Read the listing below and copy out every line that holds "fill".

□ □ □ □ □

impl<'a> SchemaBuilder<'a> {
    /// Create a builder resolving references against `document`
    pub fn new(arena: &'a mut SchemaArena, document: &'a Value) -> Self {
        Self { arena, document }
    }

    /// Build the document itself as a schema, registered under the `#` reference
    pub fn build_document_root(&mut self) -> SchemaId {
        self.build_reference("#")
    }

    /// Build a schema value (inline schema, boolean schema or `$ref`)
    pub fn build(&mut self, value: &Value) -> SchemaId {
        if let Some(reference) = reference_of(value) {
            return self.build_reference(reference);
        }
        let id = self.arena.reserve();
        self.fill(id, value);
        id
    }

    /// Build the node a `$ref` points at, reusing the node if it was built before
    pub fn build_reference(&mut self, reference: &str) -> SchemaId {
        if let Some(id) = self.arena.reference(reference) {
            return id;
        }

        let id = self.arena.reserve();
        self.arena.remember_reference(reference, id);

        let document = self.document;
        match resolve_pointer(document, reference) {
            Some(target) => {
                if let Some(next) = reference_of(target) {
                    // reference to a reference: share the final node's content
                    let inner = self.build_reference(next);
                    let node = self.arena.node(inner).clone();
                    let hints = self.arena.hints(inner);
                    self.arena.replace(id, node);
                    self.arena.set_hints(id, hints);
                    if let Some(extensions) = self.arena.extension_schema(inner) {
                        self.arena.set_extension_schema(id, extensions);
                    }
                } else {
                    debug!("Building schema for reference {}", reference);
                    self.fill(id, target);
                }
            }
            None => {
                warn!("Could not resolve schema reference: {}", reference);
                self.arena
                    .replace(id, SchemaNode::Unresolved(reference.to_string()));
            }
        }
        id
    }

    fn fill(&mut self, id: SchemaId, value: &Value) {
        let node = match value {
            Value::Bool(accepts) => SchemaNode::Bool(*accepts),
            Value::Object(map) => SchemaNode::Object(Box::new(self.convert_object(map))),
            other => SchemaNode::Unresolved(format!("not a schema: {}", other)),
        };

        let extensions = match &node {
            SchemaNode::Object(schema) => schema.custom_extensions(),
            _ => Default::default(),
        };
        self.arena.replace(id, node);

        if !extensions.is_empty() {
            let map: Map<String, Value> = extensions.into_iter().collect();
            let synthetic = self.json_to_schema(&Value::Object(map));
            self.arena.set_extension_schema(id, synthetic);
        }
    }

    fn convert_object(&mut self, map: &Map<String, Value>) -> ObjectSchema {
        let mut schema = ObjectSchema::default();
        let mut exclusive_minimum_flag = false;
        let mut exclusive_maximum_flag = false;

        for (key, value) in map {
            match key.as_str() {
                "type" => schema.schema_type = parse_type(value),
                "const" => schema.const_value = Some(value.clone()),
                "enum" => schema.enum_values = value.as_array().cloned(),
                "properties" => schema.properties = self.build_map(value),
                "patternProperties" => schema.pattern_properties = self.build_map(value),
                "additionalProperties" => schema.additional_properties = Some(self.build(value)),
                "items" => {
                    schema.items = Some(match value {
                        Value::Array(list) => {
                            Items::Tuple(list.iter().map(|item| self.build(item)).collect())
                        }
                        single => Items::Single(self.build(single)),
                    })
                }
                "additionalItems" => schema.additional_items = Some(self.build(value)),
                "required" => schema.required = string_list(value),
                "dependencies" => {
                    if let Some(entries) = value.as_object() {
                        for (property, dependency) in entries {
                            let dependency = match dependency {
                                Value::Array(_) => Dependency::Required(string_list(dependency)),
                                other => Dependency::Schema(self.build(other)),
                            };
                            schema.dependencies.insert(property.clone(), dependency);
                        }
                    }
                }
                "dependentRequired" => {
                    if let Some(entries) = value.as_object() {
                        for (property, names) in entries {
                            schema
                                .dependencies
                                .insert(property.clone(), Dependency::Required(string_list(names)));
                        }
                    }
                }
                "dependentSchemas" => {
                    if let Some(entries) = value.as_object() {
                        for (property, dependency) in entries {
                            let id = self.build(dependency);
                            schema
                                .dependencies
                                .insert(property.clone(), Dependency::Schema(id));
                        }
                    }
                }
                "oneOf" => schema.one_of = self.build_list(value),
                "anyOf" => schema.any_of = self.build_list(value),
                "allOf" => schema.all_of = self.build_list(value),
                "not" => schema.not = Some(self.build(value)),
                "propertyNames" => schema.property_names = Some(self.build(value)),
                "contains" => schema.contains = Some(self.build(value)),
                "if" => schema.if_schema = Some(self.build(value)),
                "then" => schema.then_schema = Some(self.build(value)),
                "else" => schema.else_schema = Some(self.build(value)),
                "minimum" => schema.minimum = value.as_f64(),
                "maximum" => schema.maximum = value.as_f64(),
                "exclusiveMinimum" => match value {
                    Value::Bool(flag) => exclusive_minimum_flag = *flag,
                    other => schema.exclusive_minimum = other.as_f64(),
                },
                "exclusiveMaximum" => match value {
                    Value::Bool(flag) => exclusive_maximum_flag = *flag,
                    other => schema.exclusive_maximum = other.as_f64(),
                },
                "multipleOf" => schema.multiple_of = value.as_f64(),
                "minLength" => schema.min_length = value.as_u64(),
                "maxLength" => schema.max_length = value.as_u64(),
                "pattern" => schema.pattern = string_value(value),
                "format" => schema.format = string_value(value),
                "contentMediaType" => schema.content_media_type = string_value(value),
                "contentEncoding" => schema.content_encoding = string_value(value),
                "minItems" => schema.min_items = value.as_u64(),
                "maxItems" => schema.max_items = value.as_u64(),
                "uniqueItems" => schema.unique_items = value.as_bool().unwrap_or(false),
                "minProperties" => schema.min_properties = value.as_u64(),
                "maxProperties" => schema.max_properties = value.as_u64(),
                "title" => schema.title = string_value(value),
                "description" => schema.description = string_value(value),
                "externalDocs" => schema.external_docs = external_docs(value),
                "deprecated" => schema.deprecated = value.as_bool().unwrap_or(false),
                "readOnly" => schema.read_only = value.as_bool().unwrap_or(false),
                "writeOnly" => schema.write_only = value.as_bool().unwrap_or(false),
                "default" => schema.default = Some(value.clone()),
                "examples" => {
                    schema.examples = Some(match value {
                        Value::Array(list) => list.clone(),
                        single => vec![single.clone()],
                    })
                }
                extension if extension.starts_with("x-") => {
                    schema.extensions.insert(key.clone(), value.clone());
                }
                _ => {}
            }
        }

        // draft 4 spelled exclusive bounds as flags on minimum/maximum
        if exclusive_minimum_flag && schema.exclusive_minimum.is_none() {
            schema.exclusive_minimum = schema.minimum.take();
        }
        if exclusive_maximum_flag && schema.exclusive_maximum.is_none() {
            schema.exclusive_maximum = schema.maximum.take();
        }

        schema
    }

    fn build_map(&mut self, value: &Value) -> indexmap::IndexMap<String, SchemaId> {
        value
            .as_object()
            .map(|entries| {
                entries
                    .iter()
                    .map(|(name, schema)| (name.clone(), self.build(schema)))
                    .collect()
            })
            .unwrap_or_default()
    }

    fn build_list(&mut self, value: &Value) -> Option<Vec<SchemaId>> {
        value
            .as_array()
            .map(|list| list.iter().map(|schema| self.build(schema)).collect())
    }
}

□ □ □ □ □

> [Exercise output]:
        self.fill(id, value);
                    self.fill(id, target);
    fn fill(&mut self, id: SchemaId, value: &Value) {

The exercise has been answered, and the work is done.